Re: This just in… Carlos and others will enjoy - Posted by ray@lcorn
Posted by ray@lcorn on November 23, 2004 at 12:11:33:
Carlos,
Glad you enjoyed the article… its always fun to see what the academics are thinking. I should have mentioned that TWR has crossed the line from being purely objective third-party observers. Their new partnership with CBRE places them squarely on the supply/sell side. I notice a much more optimistic editorial tone than in the past.
And to expand their 3rd point, I think the effects of higher rates are going to be more unequal than they will be able to track, since they use mostly REIT and institutional ownership data for their numbers. “A” and strong “B” properties in strong markets will see little change; but weak "B and “C” properties are already weakening in asking caps. But I still don’t think an increase in long term rates of much more than 100bps is in the immediate future? driven by deficits, not the Fed? and not enough to quell demand.
Re grocery anchored retail… I’ve done a bunch of that, but the climate for new development in metros the last five years has been very, very spotty. Somewhat better in secondary, tertiary and rural markets. W-M is killing even the bigs (e.g. Kroger, Food Lion, Harris-Teeter) in my area (SE)… can’t speak for the rest of the country other than what I read and hear anecdotally…
H-E-B in TX is developing new stores-in-a-store concepts, and a few other regionals are also getting on the same bandwagon. Kroger has a neat upscale prototype they’ve tested for the last couple of years… w/wine shops, deli/bakery/catering ops, etc… Most are sticking to neighborhood strips, very little demand for new free-standing stores or big box… the warehousers (Sams, Costco) are pressing them on that end… upscale is the only market left to migrate to, and Target is giving them a run there, boosting grocery items over 10,000 SKUs now… good news is the Sears/Kmart deal is likely to pull Kmart away from grocery… time will tell. I do expect to see some new grocery concepts rolled out at ICSC in Vegas next May. The grocers are fighting for survival, and won’t go down without a fight.

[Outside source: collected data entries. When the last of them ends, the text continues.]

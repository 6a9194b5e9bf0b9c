// Copyright (c) 2023 Graphcore Ltd. All rights reserved.

use crate::Id;
use crate::tracker::{EntityManager, Track, Tracker};

/// Container for multiple [`Tracker`]s
pub struct MultiTracker {
    entity_manager: EntityManager,
    trackers: Vec<Tracker>,
}

impl MultiTracker {
    /// Add a new tracker
    pub fn add_tracker(&mut self, tracker: Tracker) {
        self.trackers.push(tracker);
    }
}

impl Default for MultiTracker {
    fn default() -> Self {
        Self {
            // Create a local entity_manager that will just be used for handling IDs
            entity_manager: EntityManager::new(log::Level::Error),
            trackers: Vec::new(),
        }
    }
}

impl Track for MultiTracker {
    fn unique_id(&self) -> Id {
        self.entity_manager.unique_id()
    }

    fn is_entity_enabled(&self, id: Id, level: log::Level) -> bool {
        self.trackers
            .iter()
            .any(|tracker| tracker.is_entity_enabled(id, level))
    }

    fn add_entity(&self, id: Id, entity_name: &str) {
        for tracker in &self.trackers {
            tracker.add_entity(id, entity_name);
        }
    }

    fn create(&self, created_by: Id, id: Id, name: &str) {
        for tracker in &self.trackers {
            if tracker.is_entity_enabled(id, log::Level::Trace) {
                tracker.create(created_by, id, name);
            }
        }
    }

    fn destroy(&self, destroyed_by: Id, id: Id) {
        for tracker in &self.trackers {
            if tracker.is_entity_enabled(id, log::Level::Trace) {
                tracker.destroy(destroyed_by, id);
            }
        }
    }

    fn log(&self, id: Id, level: log::Level, msg: std::fmt::Arguments) {
        for tracker in &self.trackers {
            if tracker.is_entity_enabled(id, level) {
                tracker.log(id, level, msg);
            }
        }
    }

    fn shutdown(&self) {
        for tracker in &self.trackers {
            tracker.shutdown();
        }
    }
}
// Copyright (c) 2023 Graphcore Ltd. All rights reserved.

//! A recording transport for tests and documentation.

use std::collections::{BTreeMap, HashSet};
use std::sync::atomic::{AtomicBool, Ordering};

use parking_lot::Mutex;

use crate::fidgen::FIDGEN_BLOCK_SIZE;
use crate::port::LinkState;
use crate::transport::{SwitchParameters, Transport, TransportError, TransportResult};
use crate::types::SubdeviceId;

/// One hardware access seen by a [`RecordingTransport`].
#[derive(Clone, Debug, PartialEq)]
pub enum Write {
    SwitchParameters {
        sd: SubdeviceId,
        params: SwitchParameters,
    },
    TableBlock {
        sd: SubdeviceId,
        port_mask: u32,
        fid_base: u32,
        entries: Vec<u8>,
    },
    AddressGenerator {
        sd: SubdeviceId,
        lpn: u8,
        block: [u64; FIDGEN_BLOCK_SIZE],
    },
    AddressMap {
        sd: SubdeviceId,
        lpn: u8,
        offset: usize,
        entries: Vec<u64>,
    },
    PackageRange {
        sd: SubdeviceId,
        lpn: u8,
        csr: u64,
    },
    LinkState {
        sd: SubdeviceId,
        lpn: u8,
        state: LinkState,
    },
}

impl Write {
    #[must_use]
    pub fn subdevice(&self) -> SubdeviceId {
        match self {
            Write::SwitchParameters { sd, .. }
            | Write::TableBlock { sd, .. }
            | Write::AddressGenerator { sd, .. }
            | Write::AddressMap { sd, .. }
            | Write::PackageRange { sd, .. }
            | Write::LinkState { sd, .. } => *sd,
        }
    }
}

/// A transport that records every write and fails on request.
#[derive(Debug, Default)]
pub struct RecordingTransport {
    writes: Mutex<Vec<Write>>,
    failing: Mutex<HashSet<SubdeviceId>>,
    fail_pause: AtomicBool,
    pauses: Mutex<(usize, usize)>,
}

impl RecordingTransport {
    #[must_use]
    pub fn writes(&self) -> Vec<Write> {
        self.writes.lock().clone()
    }

    #[must_use]
    pub fn writes_to(&self, sd: SubdeviceId) -> Vec<Write> {
        self.writes
            .lock()
            .iter()
            .filter(|w| w.subdevice() == sd)
            .cloned()
            .collect()
    }

    pub fn clear(&self) {
        self.writes.lock().clear();
    }

    /// Make every write to `sd` fail.
    pub fn fail(&self, sd: SubdeviceId) {
        self.failing.lock().insert(sd);
    }

    pub fn clear_failures(&self) {
        self.failing.lock().clear();
    }

    pub fn set_fail_pause(&self, fail: bool) {
        self.fail_pause.store(fail, Ordering::SeqCst);
    }

    /// Number of `(pause, resume)` calls.
    #[must_use]
    pub fn pauses(&self) -> (usize, usize) {
        *self.pauses.lock()
    }

    /// Forwarding table contents of `sd` after replaying every table write:
    /// address to hardware port value.
    #[must_use]
    pub fn table_image(&self, sd: SubdeviceId) -> BTreeMap<u32, u8> {
        let mut image = BTreeMap::new();
        for write in self.writes.lock().iter() {
            if let Write::TableBlock {
                sd: to,
                fid_base,
                entries,
                ..
            } = write
            {
                if *to != sd {
                    continue;
                }
                for (i, value) in entries.iter().enumerate() {
                    image.insert(fid_base + i as u32, *value);
                }
            }
        }
        image
    }

    fn record(&self, write: Write) -> TransportResult {
        let sd = write.subdevice();
        if self.failing.lock().contains(&sd) {
            return Err(TransportError(format!("{sd}: write failed")));
        }
        self.writes.lock().push(write);
        Ok(())
    }
}

impl Transport for RecordingTransport {
    fn write_switch_parameters(
        &self,
        sd: SubdeviceId,
        params: SwitchParameters,
    ) -> TransportResult {
        self.record(Write::SwitchParameters { sd, params })
    }

    fn write_table_block(
        &self,
        sd: SubdeviceId,
        port_mask: u32,
        fid_base: u32,
        entries: &[u8],
    ) -> TransportResult {
        if entries.len() > self.max_table_entries() {
            return Err(TransportError(format!(
                "{sd}: {} entries exceed a single write",
                entries.len()
            )));
        }
        self.record(Write::TableBlock {
            sd,
            port_mask,
            fid_base,
            entries: entries.to_vec(),
        })
    }

    fn write_address_generator(
        &self,
        sd: SubdeviceId,
        lpn: u8,
        block: &[u64; FIDGEN_BLOCK_SIZE],
    ) -> TransportResult {
        self.record(Write::AddressGenerator {
            sd,
            lpn,
            block: *block,
        })
    }

    fn write_address_map(
        &self,
        sd: SubdeviceId,
        lpn: u8,
        offset: usize,
        entries: &[u64],
    ) -> TransportResult {
        self.record(Write::AddressMap {
            sd,
            lpn,
            offset,
            entries: entries.to_vec(),
        })
    }

    fn write_package_range(&self, sd: SubdeviceId, lpn: u8, csr: u64) -> TransportResult {
        self.record(Write::PackageRange { sd, lpn, csr })
    }

    fn set_port_link_state(
        &self,
        sd: SubdeviceId,
        lpn: u8,
        state: LinkState,
    ) -> TransportResult<LinkState> {
        self.record(Write::LinkState { sd, lpn, state })?;
        Ok(state)
    }

    fn pause_traffic(&self) -> TransportResult {
        if self.fail_pause.load(Ordering::SeqCst) {
            return Err(TransportError("unable to pause traffic".to_string()));
        }
        self.pauses.lock().0 += 1;
        Ok(())
    }

    fn resume_traffic(&self) {
        self.pauses.lock().1 += 1;
    }
}
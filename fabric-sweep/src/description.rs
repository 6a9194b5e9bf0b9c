// Copyright (c) 2024 Graphcore Ltd. All rights reserved.

//! Fabric descriptions loaded from TOML.
//!
//! ```toml
//! [[devices]]
//! index = 0
//! subdevices = 1
//! pkg_offset = 0
//! pkg_size = 120
//!
//! [[devices]]
//! index = 1
//! subdevices = 1
//! pkg_offset = 128
//! pkg_size = 120
//!
//! [[links]]
//! a = [0, 0, 1]
//! b = [1, 0, 2]
//! ```
//!
//! A link joins fabric port `a[2]` of subdevice `a[1]` of device `a[0]` to
//! the port named by `b`.

use std::path::Path;

use fabric_routing::engine::RoutingEngine;
use fabric_routing::mock::{guid_of, link, port};
use fabric_routing::registry::DeviceDesc;
use fabric_routing::types::{PortRef, SubdeviceId};
use figment::Figment;
use figment::providers::{Format, Toml};
use serde::{Deserialize, Serialize};

use crate::config::ConfigError;

/// Fabric identifiers given to devices that do not name one.
pub const DEFAULT_FABRIC_ID_BASE: u32 = 0x1000;

#[derive(Clone, Debug, Deserialize, PartialEq, Serialize)]
pub struct DeviceDescription {
    pub index: u16,
    pub subdevices: u8,

    /// Package DPA base in GiB.
    pub pkg_offset: u16,

    /// Package DPA size in GiB.
    pub pkg_size: u16,

    #[serde(default)]
    pub fabric_id: Option<u32>,
}

impl DeviceDescription {
    #[must_use]
    pub fn desc(&self) -> DeviceDesc {
        DeviceDesc {
            index: self.index,
            fabric_id: self
                .fabric_id
                .unwrap_or(DEFAULT_FABRIC_ID_BASE + u32::from(self.index)),
            pkg_offset: self.pkg_offset,
            pkg_size: self.pkg_size,
            guids: (0..self.subdevices)
                .map(|sd| guid_of(SubdeviceId::new(self.index, sd)))
                .collect(),
        }
    }
}

/// Both ends of a link as `[device, subdevice, port]`.
#[derive(Clone, Copy, Debug, Deserialize, PartialEq, Serialize)]
pub struct LinkDescription {
    pub a: [u16; 3],
    pub b: [u16; 3],
}

fn port_ref(end: [u16; 3]) -> Result<PortRef, ConfigError> {
    let [device, sd, lpn] = end;
    match (u8::try_from(sd), u8::try_from(lpn)) {
        (Ok(sd), Ok(lpn)) => Ok(port(device, sd, lpn)),
        _ => Err(ConfigError(format!("invalid link end {end:?}"))),
    }
}

impl LinkDescription {
    pub fn ends(&self) -> Result<(PortRef, PortRef), ConfigError> {
        Ok((port_ref(self.a)?, port_ref(self.b)?))
    }
}

#[derive(Clone, Debug, Default, Deserialize, PartialEq, Serialize)]
pub struct FabricDescription {
    #[serde(default)]
    pub devices: Vec<DeviceDescription>,

    #[serde(default)]
    pub links: Vec<LinkDescription>,
}

impl FabricDescription {
    pub fn load(path: &Path) -> Result<FabricDescription, ConfigError> {
        if !path.is_file() {
            return Err(ConfigError(format!(
                "fabric description {} not found",
                path.display()
            )));
        }
        Ok(Figment::from(Toml::file(path)).extract()?)
    }

    pub fn parse(toml: &str) -> Result<FabricDescription, ConfigError> {
        Ok(Figment::from(Toml::string(toml)).extract()?)
    }

    /// Check every link end before anything is registered.
    pub fn validate(&self) -> Result<(), ConfigError> {
        for desc in &self.links {
            let (a, b) = desc.ends()?;
            for end in [a, b] {
                let known = self.devices.iter().any(|d| {
                    d.index == end.sd.device_index() && end.sd.sd_index() < d.subdevices
                });
                if !known {
                    return Err(ConfigError(format!("link to unknown subdevice {}", end.sd)));
                }
            }
            if a == b {
                return Err(ConfigError(format!("{a} linked to itself")));
            }
        }
        Ok(())
    }

    /// Register the devices with `engine` and report every link as up.
    pub fn apply(&self, engine: &RoutingEngine) -> Result<(), ConfigError> {
        self.validate()?;
        let links = self
            .links
            .iter()
            .map(LinkDescription::ends)
            .collect::<Result<Vec<_>, _>>()?;

        for device in &self.devices {
            engine.add_device(&device.desc())?;
        }
        for (a, b) in links {
            link(engine, a, b)?;
        }
        Ok(())
    }
}

#[cfg(test)]
mod tests {
    use super::*;

    #[test]
    fn fabric_id_defaults_to_index() {
        let device = DeviceDescription {
            index: 3,
            subdevices: 2,
            pkg_offset: 384,
            pkg_size: 112,
            fabric_id: None,
        };
        let desc = device.desc();
        assert_eq!(desc.fabric_id, 0x1003);
        assert_eq!(desc.guids.len(), 2);
    }

    #[test]
    fn link_ends_must_fit() {
        let link = LinkDescription {
            a: [0, 0, 300],
            b: [1, 0, 1],
        };
        assert!(link.ends().is_err());
    }
}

As always, demographics are the key for new strip development… the trend is for locations between big population centers and the nearest W-M… trying to cut them off at the pass… looking for tenant mix in the “lifestyle center” categories, fitness-crafts-boutique… hits the upscale market segment, which in my opinion is where the opporunity is… the dollar stores and drugstores are going free-standing, also adding groceries, so they are competition now rather than good partners… grocers will pay more psf if brought to the party late, after the other anchors are committed. They know they ain’t the draw anymore, so they follow rather than lead. If the market is big enough to justify, better to design for two or three medium size anchors (~20T-30T sf each- perfect for fitness clubs which draw heavy traffic), more flexibility in tenant mix, less problem with co-tenancy clauses for the inlines. If you get the grocers to talk, ignore the overage rent spiel, build the pro forma on a base rent lease and structure with five year raises.